YOUR INSTRUCTIONS
Beneath this task are records; print exactly the stretch of them from the line with "let mut counter = None;" through the line with "session.set_counter(41);", both ends included.

INFORMATION SHOWN
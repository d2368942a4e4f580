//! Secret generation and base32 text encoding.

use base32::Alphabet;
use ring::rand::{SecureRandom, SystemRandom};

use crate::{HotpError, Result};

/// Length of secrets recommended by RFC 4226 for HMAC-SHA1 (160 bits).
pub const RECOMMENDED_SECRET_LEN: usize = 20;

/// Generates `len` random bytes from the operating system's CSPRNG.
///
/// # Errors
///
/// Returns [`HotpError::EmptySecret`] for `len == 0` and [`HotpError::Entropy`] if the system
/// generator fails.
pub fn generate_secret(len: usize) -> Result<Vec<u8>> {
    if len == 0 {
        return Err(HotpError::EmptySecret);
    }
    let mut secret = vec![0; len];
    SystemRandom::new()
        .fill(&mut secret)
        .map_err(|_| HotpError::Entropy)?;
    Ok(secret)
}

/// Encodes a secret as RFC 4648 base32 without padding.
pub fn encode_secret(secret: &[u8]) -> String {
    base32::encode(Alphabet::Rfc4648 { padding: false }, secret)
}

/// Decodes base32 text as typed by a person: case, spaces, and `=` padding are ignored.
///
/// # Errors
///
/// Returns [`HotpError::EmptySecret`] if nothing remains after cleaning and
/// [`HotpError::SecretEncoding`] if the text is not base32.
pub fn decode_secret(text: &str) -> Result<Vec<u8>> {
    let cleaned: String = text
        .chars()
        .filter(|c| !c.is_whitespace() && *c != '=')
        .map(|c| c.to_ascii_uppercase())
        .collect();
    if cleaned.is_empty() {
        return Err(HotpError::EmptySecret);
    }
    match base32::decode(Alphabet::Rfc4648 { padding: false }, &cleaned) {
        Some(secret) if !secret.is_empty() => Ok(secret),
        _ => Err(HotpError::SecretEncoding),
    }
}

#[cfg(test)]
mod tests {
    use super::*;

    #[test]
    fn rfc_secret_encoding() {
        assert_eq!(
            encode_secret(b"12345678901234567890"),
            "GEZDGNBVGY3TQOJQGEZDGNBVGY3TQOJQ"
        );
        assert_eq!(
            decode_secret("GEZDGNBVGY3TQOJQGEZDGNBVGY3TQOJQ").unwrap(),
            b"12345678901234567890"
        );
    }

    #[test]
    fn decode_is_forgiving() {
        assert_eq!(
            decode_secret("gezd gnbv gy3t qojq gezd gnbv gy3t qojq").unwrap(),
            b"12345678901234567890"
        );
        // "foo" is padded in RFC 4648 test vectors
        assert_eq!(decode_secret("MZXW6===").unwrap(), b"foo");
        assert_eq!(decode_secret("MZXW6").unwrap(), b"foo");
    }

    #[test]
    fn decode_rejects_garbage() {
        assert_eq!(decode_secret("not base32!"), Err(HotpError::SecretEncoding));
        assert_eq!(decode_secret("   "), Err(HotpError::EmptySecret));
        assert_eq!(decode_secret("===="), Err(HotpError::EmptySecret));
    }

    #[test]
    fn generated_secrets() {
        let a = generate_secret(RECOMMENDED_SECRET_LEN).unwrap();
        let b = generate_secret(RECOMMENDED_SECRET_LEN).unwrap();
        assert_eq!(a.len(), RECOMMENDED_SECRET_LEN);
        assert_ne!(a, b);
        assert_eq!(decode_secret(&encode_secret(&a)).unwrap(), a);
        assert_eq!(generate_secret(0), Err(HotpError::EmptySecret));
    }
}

* * *

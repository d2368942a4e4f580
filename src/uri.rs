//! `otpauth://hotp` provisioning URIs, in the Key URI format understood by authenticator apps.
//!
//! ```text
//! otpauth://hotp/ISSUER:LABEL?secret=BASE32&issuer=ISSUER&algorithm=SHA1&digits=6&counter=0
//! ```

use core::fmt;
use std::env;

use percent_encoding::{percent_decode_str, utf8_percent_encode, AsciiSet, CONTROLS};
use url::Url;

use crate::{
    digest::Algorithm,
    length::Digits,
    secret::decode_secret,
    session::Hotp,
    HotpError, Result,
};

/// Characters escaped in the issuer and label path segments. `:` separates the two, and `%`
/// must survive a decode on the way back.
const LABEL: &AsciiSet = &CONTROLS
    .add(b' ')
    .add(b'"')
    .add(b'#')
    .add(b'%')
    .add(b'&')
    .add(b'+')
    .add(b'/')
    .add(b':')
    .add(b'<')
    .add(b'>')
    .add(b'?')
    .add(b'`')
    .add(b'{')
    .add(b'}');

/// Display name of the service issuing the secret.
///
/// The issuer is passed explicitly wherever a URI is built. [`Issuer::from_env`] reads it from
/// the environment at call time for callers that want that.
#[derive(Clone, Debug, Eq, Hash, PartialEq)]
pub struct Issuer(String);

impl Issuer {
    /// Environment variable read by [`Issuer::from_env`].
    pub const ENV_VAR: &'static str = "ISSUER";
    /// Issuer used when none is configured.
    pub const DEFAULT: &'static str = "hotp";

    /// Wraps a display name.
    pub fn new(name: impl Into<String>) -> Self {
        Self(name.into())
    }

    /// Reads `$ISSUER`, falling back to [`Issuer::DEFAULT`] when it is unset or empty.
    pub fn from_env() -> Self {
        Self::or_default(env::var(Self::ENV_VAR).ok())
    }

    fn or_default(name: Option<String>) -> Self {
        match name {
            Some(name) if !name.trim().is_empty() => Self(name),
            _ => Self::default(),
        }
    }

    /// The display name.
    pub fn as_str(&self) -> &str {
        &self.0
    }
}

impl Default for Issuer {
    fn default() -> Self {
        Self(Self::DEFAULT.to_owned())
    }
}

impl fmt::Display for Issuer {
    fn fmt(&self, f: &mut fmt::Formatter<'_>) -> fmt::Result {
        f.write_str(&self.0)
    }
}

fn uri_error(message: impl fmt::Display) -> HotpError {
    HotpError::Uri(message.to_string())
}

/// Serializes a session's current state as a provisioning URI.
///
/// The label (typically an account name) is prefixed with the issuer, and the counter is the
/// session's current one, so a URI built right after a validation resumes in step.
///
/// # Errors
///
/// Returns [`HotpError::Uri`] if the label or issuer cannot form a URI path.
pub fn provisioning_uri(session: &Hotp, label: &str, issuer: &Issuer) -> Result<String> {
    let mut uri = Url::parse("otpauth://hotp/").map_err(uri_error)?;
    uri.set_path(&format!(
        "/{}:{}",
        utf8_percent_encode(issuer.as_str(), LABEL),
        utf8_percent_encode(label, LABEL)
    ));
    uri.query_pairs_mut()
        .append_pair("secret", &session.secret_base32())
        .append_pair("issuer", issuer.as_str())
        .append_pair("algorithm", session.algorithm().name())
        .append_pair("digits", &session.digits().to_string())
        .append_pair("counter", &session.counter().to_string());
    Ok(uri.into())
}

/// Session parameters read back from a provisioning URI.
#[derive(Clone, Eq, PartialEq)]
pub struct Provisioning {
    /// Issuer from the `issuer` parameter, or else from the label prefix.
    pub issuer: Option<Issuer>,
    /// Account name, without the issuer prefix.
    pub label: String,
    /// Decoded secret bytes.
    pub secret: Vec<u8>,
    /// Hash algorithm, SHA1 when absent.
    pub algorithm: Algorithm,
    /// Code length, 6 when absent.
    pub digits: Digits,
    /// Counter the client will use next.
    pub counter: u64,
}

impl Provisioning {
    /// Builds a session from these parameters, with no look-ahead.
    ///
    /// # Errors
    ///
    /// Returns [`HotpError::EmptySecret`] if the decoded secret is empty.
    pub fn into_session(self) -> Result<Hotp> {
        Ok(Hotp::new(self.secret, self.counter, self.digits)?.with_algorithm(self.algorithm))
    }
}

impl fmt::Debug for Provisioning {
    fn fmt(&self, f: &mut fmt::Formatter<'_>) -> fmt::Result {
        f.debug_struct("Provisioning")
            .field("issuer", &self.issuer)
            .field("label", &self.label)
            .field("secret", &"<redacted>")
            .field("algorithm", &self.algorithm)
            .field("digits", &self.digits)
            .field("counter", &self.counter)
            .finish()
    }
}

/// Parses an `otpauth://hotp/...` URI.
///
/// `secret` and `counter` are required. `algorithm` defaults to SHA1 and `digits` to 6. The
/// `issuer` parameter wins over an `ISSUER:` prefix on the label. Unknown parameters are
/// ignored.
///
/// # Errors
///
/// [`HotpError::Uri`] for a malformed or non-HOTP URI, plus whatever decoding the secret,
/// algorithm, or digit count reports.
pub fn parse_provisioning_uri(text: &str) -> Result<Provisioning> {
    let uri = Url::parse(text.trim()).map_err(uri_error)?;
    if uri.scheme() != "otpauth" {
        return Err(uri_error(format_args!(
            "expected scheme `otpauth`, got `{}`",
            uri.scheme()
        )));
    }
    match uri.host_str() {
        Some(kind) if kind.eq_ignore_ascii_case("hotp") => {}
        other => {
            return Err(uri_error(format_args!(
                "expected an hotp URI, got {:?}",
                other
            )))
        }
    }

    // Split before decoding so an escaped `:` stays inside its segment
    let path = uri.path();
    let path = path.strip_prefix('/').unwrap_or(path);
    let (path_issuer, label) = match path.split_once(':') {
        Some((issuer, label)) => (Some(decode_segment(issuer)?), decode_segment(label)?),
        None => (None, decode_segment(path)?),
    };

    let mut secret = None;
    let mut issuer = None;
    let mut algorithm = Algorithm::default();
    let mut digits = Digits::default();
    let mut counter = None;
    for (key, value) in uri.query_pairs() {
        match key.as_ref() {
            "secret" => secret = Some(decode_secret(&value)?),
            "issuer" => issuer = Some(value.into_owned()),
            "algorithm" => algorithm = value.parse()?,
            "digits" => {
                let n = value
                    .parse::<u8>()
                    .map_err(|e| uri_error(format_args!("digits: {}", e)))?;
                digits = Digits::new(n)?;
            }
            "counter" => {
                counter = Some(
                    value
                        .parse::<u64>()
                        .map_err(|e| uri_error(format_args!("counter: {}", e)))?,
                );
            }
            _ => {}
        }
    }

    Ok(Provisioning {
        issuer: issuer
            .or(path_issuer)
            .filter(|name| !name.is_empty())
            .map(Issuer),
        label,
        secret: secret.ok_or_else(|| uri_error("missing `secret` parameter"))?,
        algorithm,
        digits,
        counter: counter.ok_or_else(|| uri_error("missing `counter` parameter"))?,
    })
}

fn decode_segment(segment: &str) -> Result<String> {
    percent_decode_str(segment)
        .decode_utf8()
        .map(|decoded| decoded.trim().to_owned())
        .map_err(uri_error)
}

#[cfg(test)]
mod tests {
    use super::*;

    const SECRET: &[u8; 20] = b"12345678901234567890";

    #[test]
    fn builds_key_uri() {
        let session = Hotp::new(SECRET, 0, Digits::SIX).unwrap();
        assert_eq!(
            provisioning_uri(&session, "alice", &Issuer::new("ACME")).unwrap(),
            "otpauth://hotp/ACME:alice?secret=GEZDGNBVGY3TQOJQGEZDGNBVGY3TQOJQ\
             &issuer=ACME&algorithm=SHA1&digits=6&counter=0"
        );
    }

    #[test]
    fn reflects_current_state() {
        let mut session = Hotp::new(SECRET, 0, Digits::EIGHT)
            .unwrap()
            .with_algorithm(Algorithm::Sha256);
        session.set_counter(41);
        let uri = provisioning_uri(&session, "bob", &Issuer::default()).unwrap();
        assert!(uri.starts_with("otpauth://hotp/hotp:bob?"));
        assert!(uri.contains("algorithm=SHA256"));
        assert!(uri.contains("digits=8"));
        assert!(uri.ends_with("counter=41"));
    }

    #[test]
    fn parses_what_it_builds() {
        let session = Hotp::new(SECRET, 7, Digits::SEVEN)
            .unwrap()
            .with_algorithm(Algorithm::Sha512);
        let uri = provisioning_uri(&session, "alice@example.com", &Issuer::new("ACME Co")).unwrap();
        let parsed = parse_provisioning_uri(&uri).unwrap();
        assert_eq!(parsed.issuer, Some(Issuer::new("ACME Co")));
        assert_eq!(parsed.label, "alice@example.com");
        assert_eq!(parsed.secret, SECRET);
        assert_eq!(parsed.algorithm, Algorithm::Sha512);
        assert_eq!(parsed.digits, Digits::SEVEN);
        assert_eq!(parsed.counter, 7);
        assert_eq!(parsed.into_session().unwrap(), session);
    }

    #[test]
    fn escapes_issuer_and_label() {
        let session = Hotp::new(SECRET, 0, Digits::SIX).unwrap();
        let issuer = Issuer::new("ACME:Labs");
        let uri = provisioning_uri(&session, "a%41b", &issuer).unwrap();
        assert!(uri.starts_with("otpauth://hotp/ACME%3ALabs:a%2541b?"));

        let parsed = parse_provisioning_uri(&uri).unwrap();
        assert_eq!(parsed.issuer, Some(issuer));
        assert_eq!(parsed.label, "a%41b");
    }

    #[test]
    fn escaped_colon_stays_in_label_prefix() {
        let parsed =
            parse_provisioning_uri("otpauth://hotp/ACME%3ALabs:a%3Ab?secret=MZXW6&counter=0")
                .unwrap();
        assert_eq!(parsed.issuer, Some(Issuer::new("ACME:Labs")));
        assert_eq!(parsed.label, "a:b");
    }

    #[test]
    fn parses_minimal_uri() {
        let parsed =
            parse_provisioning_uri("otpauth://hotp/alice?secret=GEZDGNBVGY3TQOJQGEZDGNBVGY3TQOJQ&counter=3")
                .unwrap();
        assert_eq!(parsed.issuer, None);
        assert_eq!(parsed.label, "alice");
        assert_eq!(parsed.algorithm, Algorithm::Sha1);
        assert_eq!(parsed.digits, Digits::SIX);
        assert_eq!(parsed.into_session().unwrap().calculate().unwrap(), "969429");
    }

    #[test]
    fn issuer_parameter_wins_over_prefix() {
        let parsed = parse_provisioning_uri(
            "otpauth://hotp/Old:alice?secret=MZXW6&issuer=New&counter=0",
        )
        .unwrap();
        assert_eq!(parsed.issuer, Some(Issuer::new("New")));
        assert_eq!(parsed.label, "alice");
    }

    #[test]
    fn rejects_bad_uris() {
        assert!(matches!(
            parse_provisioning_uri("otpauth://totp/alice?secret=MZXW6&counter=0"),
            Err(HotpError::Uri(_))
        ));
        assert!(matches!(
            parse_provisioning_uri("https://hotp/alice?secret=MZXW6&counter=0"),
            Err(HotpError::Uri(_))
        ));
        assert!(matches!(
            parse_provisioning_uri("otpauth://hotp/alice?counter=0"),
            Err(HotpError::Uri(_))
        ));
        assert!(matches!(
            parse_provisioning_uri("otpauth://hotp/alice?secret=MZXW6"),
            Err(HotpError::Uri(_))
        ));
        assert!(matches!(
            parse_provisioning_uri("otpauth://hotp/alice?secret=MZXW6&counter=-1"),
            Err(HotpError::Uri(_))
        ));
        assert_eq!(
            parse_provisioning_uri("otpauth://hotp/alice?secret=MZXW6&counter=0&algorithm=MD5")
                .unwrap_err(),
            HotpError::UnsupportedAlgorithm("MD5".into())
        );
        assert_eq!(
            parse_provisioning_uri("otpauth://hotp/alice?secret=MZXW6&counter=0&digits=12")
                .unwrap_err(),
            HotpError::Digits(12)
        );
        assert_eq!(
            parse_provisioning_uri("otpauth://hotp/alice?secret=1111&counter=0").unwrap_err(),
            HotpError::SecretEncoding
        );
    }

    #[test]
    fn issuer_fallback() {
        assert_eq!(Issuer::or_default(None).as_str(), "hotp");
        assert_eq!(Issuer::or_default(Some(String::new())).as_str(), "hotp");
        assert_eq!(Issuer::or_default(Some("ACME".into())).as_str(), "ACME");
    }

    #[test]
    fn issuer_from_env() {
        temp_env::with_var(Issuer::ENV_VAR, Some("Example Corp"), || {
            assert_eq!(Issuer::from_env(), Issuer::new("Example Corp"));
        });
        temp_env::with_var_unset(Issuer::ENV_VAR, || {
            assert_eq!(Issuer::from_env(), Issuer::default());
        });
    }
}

OUTPUT BELOW
    let mut counter = None;
    for (key, value) in uri.query_pairs() {
        match key.as_ref() {
            "secret" => secret = Some(decode_secret(&value)?),
            "issuer" => issuer = Some(value.into_owned()),
            "algorithm" => algorithm = value.parse()?,
            "digits" => {
                let n = value
                    .parse::<u8>()
                    .map_err(|e| uri_error(format_args!("digits: {}", e)))?;
                digits = Digits::new(n)?;
            }
            "counter" => {
                counter = Some(
                    value
                        .parse::<u64>()
                        .map_err(|e| uri_error(format_args!("counter: {}", e)))?,
                );
            }
            _ => {}
        }
    }

    Ok(Provisioning {
        issuer: issuer
            .or(path_issuer)
            .filter(|name| !name.is_empty())
            .map(Issuer),
        label,
        secret: secret.ok_or_else(|| uri_error("missing `secret` parameter"))?,
        algorithm,
        digits,
        counter: counter.ok_or_else(|| uri_error("missing `counter` parameter"))?,
    })
}

fn decode_segment(segment: &str) -> Result<String> {
    percent_decode_str(segment)
        .decode_utf8()
        .map(|decoded| decoded.trim().to_owned())
        .map_err(uri_error)
}

#[cfg(test)]
mod tests {
    use super::*;

    const SECRET: &[u8; 20] = b"12345678901234567890";

    #[test]
    fn builds_key_uri() {
        let session = Hotp::new(SECRET, 0, Digits::SIX).unwrap();
        assert_eq!(
            provisioning_uri(&session, "alice", &Issuer::new("ACME")).unwrap(),
            "otpauth://hotp/ACME:alice?secret=GEZDGNBVGY3TQOJQGEZDGNBVGY3TQOJQ\
             &issuer=ACME&algorithm=SHA1&digits=6&counter=0"
        );
    }

    #[test]
    fn reflects_current_state() {
        let mut session = Hotp::new(SECRET, 0, Digits::EIGHT)
            .unwrap()
            .with_algorithm(Algorithm::Sha256);
        session.set_counter(41);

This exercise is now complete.